P450
oxidoreductase (POR) has a pivotal role in facilitating electron transfer from
nicotinamide adenine dinucleotide phosphate to microsomal
cytochrome P450 (CYP)
enzymes, including the steroidogenic
enzymes CYP17A1 and CYP21A2. Mutations in POR have been shown recently to cause
congenital adrenal hyperplasia with apparent combined CYP17A1 and CYP21A2 deficiency that comprises a variable clinical phenotype, including
glucocorticoid deficiency,
ambiguous genitalia, and craniofacial malformations. To dissect structure-function relationships potentially explaining this phenotypic diversity, we investigated whether specific POR mutations have differential effects on CYP17A1 and CYP21A2. We compared the impact of missense mutations encoding for single
amino acid changes in three distinct regions of the POR molecule: 1), Y181D and H628P close to the central electron transfer area, 2) S244C located within the hinge close to the
flavin adenine dinucleotide and
flavin mononucleotide domains of POR, and 3) A287P that is clearly distant from the two other regions. Functional analysis using a yeast microsomal assay with coexpression of human CYP17A1 or CYP21A2 with wild-type or mutant human POR revealed equivalent decreases in CYP17A1 and CYP21A2 activities by Y181D, H628P, and S244C. In contrast, A287P had a differential inhibitory effect, with decreased catalytic efficiency (Vmax/Km) for CYP17A1, whereas CYP21A2 retained near normal activity.
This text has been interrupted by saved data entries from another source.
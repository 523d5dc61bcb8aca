//! In-memory test doubles for the transport, key API and media seams

use std::collections::HashMap;
use std::sync::atomic::{AtomicBool, AtomicUsize, Ordering};
use std::sync::{Arc, Mutex};
use std::time::Duration;

use async_trait::async_trait;
use bytes::Bytes;
use tokio::sync::mpsc;
use tokio_util::sync::CancellationToken;

use crate::error::{KeyError, MediaError, RelayError};
use crate::keys::{KeyApi, UserId};
use crate::media::{MediaDevice, MediaSource};
use crate::platform::{Endpoint, Platform, StreamKey};
use crate::relay::{
    ClientMessage, RelayConnection, RelayReader, RelayTransport, RelayWriter, ServerMessage,
};

/// Upper bound on polling iterations in the wait helpers
const MAX_POLLS: usize = 10_000;

/// How a mock relay endpoint behaves
#[derive(Debug, Clone, Default)]
pub struct RelayBehavior {
    connect_delay: Duration,
    refuse: bool,
    ack: bool,
    reject: Option<String>,
    stall_media: bool,
}

impl RelayBehavior {
    /// Fail every connection attempt
    pub fn refuse(mut self) -> Self {
        self.refuse = true;
        self
    }

    /// Take this long to establish a connection
    pub fn connect_delay(mut self, delay: Duration) -> Self {
        self.connect_delay = delay;
        self
    }

    /// Answer the key with a key-ack
    pub fn ack(mut self) -> Self {
        self.ack = true;
        self
    }

    /// Answer the key with an error frame
    pub fn reject(mut self, message: &str) -> Self {
        self.reject = Some(message.to_string());
        self
    }

    /// Never complete media writes
    pub fn stall_media(mut self) -> Self {
        self.stall_media = true;
        self
    }
}

#[derive(Default)]
struct ConnectionLog {
    messages: Mutex<Vec<ClientMessage>>,
    dropped: CancellationToken,
    released: AtomicBool,
}

#[derive(Default)]
struct EndpointState {
    behavior: RelayBehavior,
    attempts: usize,
    connections: Vec<Arc<ConnectionLog>>,
}

/// Relay transport that records every frame per endpoint
#[derive(Clone, Default)]
pub struct MockTransport {
    endpoints: Arc<Mutex<HashMap<Endpoint, EndpointState>>>,
}

impl MockTransport {
    pub fn new() -> Self {
        Self::default()
    }

    pub fn as_transport(&self) -> Arc<dyn RelayTransport> {
        Arc::new(self.clone())
    }

    pub fn set_behavior(&self, endpoint: &Endpoint, behavior: RelayBehavior) {
        self.with_endpoint(endpoint, |state| state.behavior = behavior);
    }

    /// All frames received on `endpoint`, across connections
    pub fn messages(&self, endpoint: &Endpoint) -> Vec<ClientMessage> {
        self.connection_messages(endpoint).into_iter().flatten().collect()
    }

    /// Frames received on `endpoint`, one list per connection
    pub fn connection_messages(&self, endpoint: &Endpoint) -> Vec<Vec<ClientMessage>> {
        self.with_endpoint(endpoint, |state| {
            state
                .connections
                .iter()
                .map(|c| c.messages.lock().unwrap().clone())
                .collect()
        })
    }

    /// Media payloads received on `endpoint`
    pub fn payloads(&self, endpoint: &Endpoint) -> Vec<Bytes> {
        self.messages(endpoint)
            .into_iter()
            .filter_map(|m| match m {
                ClientMessage::BinaryStream(data) => Some(data),
                ClientMessage::SendKey(_) => None,
            })
            .collect()
    }

    /// Connection attempts made to `endpoint`
    pub fn connect_attempts(&self, endpoint: &Endpoint) -> usize {
        self.with_endpoint(endpoint, |state| state.attempts)
    }

    /// Simulate the relay dropping every open connection
    pub fn drop_connections(&self, endpoint: &Endpoint) {
        self.with_endpoint(endpoint, |state| {
            for connection in &state.connections {
                connection.dropped.cancel();
            }
        });
    }

    /// Whether every connection to `endpoint` was shut down by the client
    pub fn all_released(&self, endpoint: &Endpoint) -> bool {
        self.with_endpoint(endpoint, |state| {
            state
                .connections
                .iter()
                .all(|c| c.released.load(Ordering::SeqCst))
        })
    }

    pub async fn wait_for_messages(&self, endpoint: &Endpoint, count: usize) {
        for _ in 0..MAX_POLLS {
            if self.messages(endpoint).len() >= count {
                return;
            }
            tokio::time::sleep(Duration::from_millis(1)).await;
        }
        panic!("{endpoint} never received {count} messages");
    }

    pub async fn wait_for_release(&self, endpoint: &Endpoint) {
        for _ in 0..MAX_POLLS {
            if !self.connection_messages(endpoint).is_empty() && self.all_released(endpoint) {
                return;
            }
            tokio::time::sleep(Duration::from_millis(1)).await;
        }
        panic!("connections to {endpoint} were never released");
    }

    fn with_endpoint<T>(&self, endpoint: &Endpoint, f: impl FnOnce(&mut EndpointState) -> T) -> T {
        let mut endpoints = self.endpoints.lock().unwrap();
        f(endpoints.entry(endpoint.clone()).or_default())
    }
}

#[async_trait]
impl RelayTransport for MockTransport {
    async fn connect(&self, endpoint: &Endpoint) -> Result<RelayConnection, RelayError> {
        let behavior = self.with_endpoint(endpoint, |state| {
            state.attempts += 1;
            state.behavior.clone()
        });

        if !behavior.connect_delay.is_zero() {
            tokio::time::sleep(behavior.connect_delay).await;
        }
        if behavior.refuse {
            return Err(RelayError::Connect("connection refused".into()));
        }

        let log = Arc::new(ConnectionLog::default());
        self.with_endpoint(endpoint, |state| state.connections.push(Arc::clone(&log)));

        let (replies_tx, replies_rx) = mpsc::unbounded_channel();
        Ok(RelayConnection {
            writer: Box::new(MockWriter {
                log: Arc::clone(&log),
                behavior,
                replies: replies_tx,
            }),
            reader: Box::new(MockReader {
                log,
                replies: replies_rx,
            }),
        })
    }
}

struct MockWriter {
    log: Arc<ConnectionLog>,
    behavior: RelayBehavior,
    replies: mpsc::UnboundedSender<ServerMessage>,
}

#[async_trait]
impl RelayWriter for MockWriter {
    async fn write(&mut self, msg: ClientMessage) -> Result<(), RelayError> {
        if self.log.dropped.is_cancelled() {
            return Err(RelayError::Io("connection reset".into()));
        }
        if self.behavior.stall_media && !msg.is_key() {
            self.log.dropped.cancelled().await;
            return Err(RelayError::Io("connection reset".into()));
        }

        let is_key = msg.is_key();
        self.log.messages.lock().unwrap().push(msg);

        if is_key {
            if let Some(message) = &self.behavior.reject {
                let _ = self.replies.send(ServerMessage::Error(message.clone()));
            } else if self.behavior.ack {
                let _ = self.replies.send(ServerMessage::KeyAck);
            }
        }
        Ok(())
    }

    async fn shutdown(&mut self) {
        self.log.released.store(true, Ordering::SeqCst);
    }
}

struct MockReader {
    log: Arc<ConnectionLog>,
    replies: mpsc::UnboundedReceiver<ServerMessage>,
}

#[async_trait]
impl RelayReader for MockReader {
    async fn read(&mut self) -> Result<Option<ServerMessage>, RelayError> {
        tokio::select! {
            _ = self.log.dropped.cancelled() => Ok(None),
            reply = self.replies.recv() => Ok(reply),
        }
    }
}

/// Key API backed by fixed maps
#[derive(Debug, Default)]
pub struct MockKeyApi {
    keys: HashMap<Platform, StreamKey>,
    failures: HashMap<Platform, KeyError>,
    store_failure: Option<KeyError>,
    stored: Mutex<Vec<(Platform, StreamKey)>>,
}

impl MockKeyApi {
    pub fn new() -> Self {
        Self::default()
    }

    pub fn with_key(mut self, platform: Platform, key: &str) -> Self {
        self.keys.insert(platform, StreamKey::new(key));
        self
    }

    pub fn with_failure(mut self, platform: Platform, error: KeyError) -> Self {
        self.failures.insert(platform, error);
        self
    }

    pub fn fail_stores(mut self, error: KeyError) -> Self {
        self.store_failure = Some(error);
        self
    }

    pub fn stored(&self) -> Vec<(Platform, StreamKey)> {
        self.stored.lock().unwrap().clone()
    }
}

#[async_trait]
impl KeyApi for MockKeyApi {
    async fn fetch_key(&self, _user: &UserId, platform: Platform) -> Result<Option<StreamKey>, KeyError> {
        if let Some(error) = self.failures.get(&platform) {
            return Err(error.clone());
        }
        Ok(self.keys.get(&platform).cloned())
    }

    async fn store_key(&self, _user: &UserId, platform: Platform, key: &StreamKey) -> Result<(), KeyError> {
        if let Some(error) = &self.store_failure {
            return Err(error.clone());
        }
        self.stored.lock().unwrap().push((platform, key.clone()));
        Ok(())
    }
}

/// Scriptable capture device
#[derive(Debug, Default)]
pub struct MockDevice {
    acquire_delay: Duration,
    unavailable: bool,
    fail_after: Option<u64>,
    interval: Duration,
    acquired: AtomicUsize,
    released: Arc<AtomicUsize>,
}

impl MockDevice {
    /// Produce a chunk every `interval`
    pub fn new(interval: Duration) -> Self {
        Self {
            interval,
            ..Self::default()
        }
    }

    /// Take this long to open the device
    pub fn acquire_delay(mut self, delay: Duration) -> Self {
        self.acquire_delay = delay;
        self
    }

    /// Refuse to open
    pub fn unavailable(mut self) -> Self {
        self.unavailable = true;
        self
    }

    /// Fail the recording after `count` chunks
    pub fn fail_after(mut self, count: u64) -> Self {
        self.fail_after = Some(count);
        self
    }

    pub fn acquired(&self) -> usize {
        self.acquired.load(Ordering::SeqCst)
    }

    pub fn released(&self) -> usize {
        self.released.load(Ordering::SeqCst)
    }
}

#[async_trait]
impl MediaDevice for MockDevice {
    async fn acquire(&self) -> Result<Box<dyn MediaSource>, MediaError> {
        if !self.acquire_delay.is_zero() {
            tokio::time::sleep(self.acquire_delay).await;
        }
        if self.unavailable {
            return Err(MediaError::Unavailable("permission denied".into()));
        }

        self.acquired.fetch_add(1, Ordering::SeqCst);
        Ok(Box::new(MockSource {
            interval: self.interval,
            fail_after: self.fail_after,
            produced: 0,
            released: Arc::clone(&self.released),
        }))
    }
}

struct MockSource {
    interval: Duration,
    fail_after: Option<u64>,
    produced: u64,
    released: Arc<AtomicUsize>,
}

#[async_trait]
impl MediaSource for MockSource {
    async fn next_chunk(&mut self) -> Result<Option<Bytes>, MediaError> {
        tokio::time::sleep(self.interval).await;

        if self.fail_after.is_some_and(|limit| self.produced >= limit) {
            return Err(MediaError::Capture("encoder crashed".into()));
        }

        self.produced += 1;
        Ok(Some(Bytes::from(self.produced.to_be_bytes().to_vec())))
    }

    fn release(&mut self) {
        self.released.fetch_add(1, Ordering::SeqCst);
    }
}
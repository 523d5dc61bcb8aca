//! Stream key newtype
//!
//! A stream key is the secret that tells a platform which channel an
//! incoming stream belongs to. It is only ever written in full to the relay
//! handshake and the key-management API; everywhere else (logs, `Debug`,
//! `Display`) it appears masked.

use std::fmt;

/// Number of characters left visible at each end of a masked key
const VISIBLE_CHARS: usize = 4;

/// Minimum number of mask characters in the middle of a masked key
const MIN_MASK_CHARS: usize = 8;

/// Opaque secret bound to (user, platform)
#[derive(Clone, PartialEq, Eq, Hash)]
pub struct StreamKey(String);

impl StreamKey {
    /// Wrap a raw key. Surrounding whitespace is trimmed.
    pub fn new(key: impl Into<String>) -> Self {
        let key = key.into();
        let trimmed = key.trim();
        if trimmed.len() == key.len() {
            Self(key)
        } else {
            Self(trimmed.to_string())
        }
    }

    /// The raw secret.
    ///
    /// Only the relay handshake and the key API client should call this.
    pub fn expose(&self) -> &str {
        &self.0
    }

    /// Length of the key in characters
    pub fn len(&self) -> usize {
        self.0.chars().count()
    }

    /// Whether the key is empty
    pub fn is_empty(&self) -> bool {
        self.0.is_empty()
    }

    /// Masked form for display: `abcd********wxyz`
    ///
    /// Keys too short to hide a meaningful middle are masked entirely.
    pub fn masked(&self) -> String {
        let chars: Vec<char> = self.0.chars().collect();
        let len = chars.len();

        if len <= VISIBLE_CHARS * 2 {
            return "*".repeat(len.max(MIN_MASK_CHARS));
        }

        let start: String = chars[..VISIBLE_CHARS].iter().collect();
        let end: String = chars[len - VISIBLE_CHARS..].iter().collect();
        let middle = "*".repeat(MIN_MASK_CHARS.max(len - VISIBLE_CHARS * 2));

        format!("{}{}{}", start, middle, end)
    }
}

impl fmt::Debug for StreamKey {
    fn fmt(&self, f: &mut fmt::Formatter<'_>) -> fmt::Result {
        f.debug_tuple("StreamKey").field(&self.masked()).finish()
    }
}

impl fmt::Display for StreamKey {
    fn fmt(&self, f: &mut fmt::Formatter<'_>) -> fmt::Result {
        f.write_str(&self.masked())
    }
}

impl From<&str> for StreamKey {
    fn from(s: &str) -> Self {
        Self::new(s)
    }
}

impl From<String> for StreamKey {
    fn from(s: String) -> Self {
        Self::new(s)
    }
}
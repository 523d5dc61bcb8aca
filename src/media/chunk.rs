//! Media chunks

use bytes::Bytes;

/// One interval's worth of encoded audio/video
///
/// Cheap to clone: the payload is reference-counted, so fanning a chunk
/// out to every destination shares one allocation.
#[derive(Debug, Clone, PartialEq, Eq)]
pub struct MediaChunk {
    /// Position in the capture, starting at 0
    pub sequence: u64,
    /// Milliseconds since capture started
    pub timestamp: u64,
    /// Opaque encoded payload
    pub data: Bytes,
}

impl MediaChunk {
    /// Create a new chunk
    pub fn new(sequence: u64, timestamp: u64, data: Bytes) -> Self {
        Self {
            sequence,
            timestamp,
            data,
        }
    }

    /// Payload size in bytes
    pub fn len(&self) -> usize {
        self.data.len()
    }

    /// Whether the payload is empty
    pub fn is_empty(&self) -> bool {
        self.data.is_empty()
    }
}
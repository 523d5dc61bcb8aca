//! Relay/ingest protocol
//!
//! Relays are external servers that accept one socket per destination and
//! forward the media onward over RTMP. The client side of the protocol is
//! deliberately small:
//!
//! ```text
//! Client                                   Relay
//!   |                                        |
//!   |------- send-key (stream key) -------->|
//!   |<------ key-ack (optional) ------------|
//!   |------- binarystream (chunk 0) ------->|
//!   |------- binarystream (chunk 1) ------->|
//!   |                 ...                    |
//! ```
//!
//! The key must be the first frame on every connection. Relays that do not
//! acknowledge keys are supported through the channel's ack policy.

pub mod codec;
pub mod message;
pub mod transport;

pub use codec::{ClientCodec, ServerCodec};
pub use message::{ClientMessage, ServerMessage};
pub use transport::{RelayConnection, RelayReader, RelayTransport, RelayWriter, TcpTransport};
In vivo analysis of urinary
steroid excretion by gas chromatography/mass spectrometry in 11 patients with POR mutations showed that A287P homozygous patients had the highest
corticosterone/
cortisol metabolite ratios, further indicative of preferential inhibition of CYP17A1. These findings provide novel mechanistic insights into the redox regulation of human steroidogenesis. Differential interaction of POR with electron-accepting CYP
enzymes may explain the phenotypic variability in
POR deficiency, with additional implications for hepatic
drug metabolism by POR-dependant CYP
enzymes.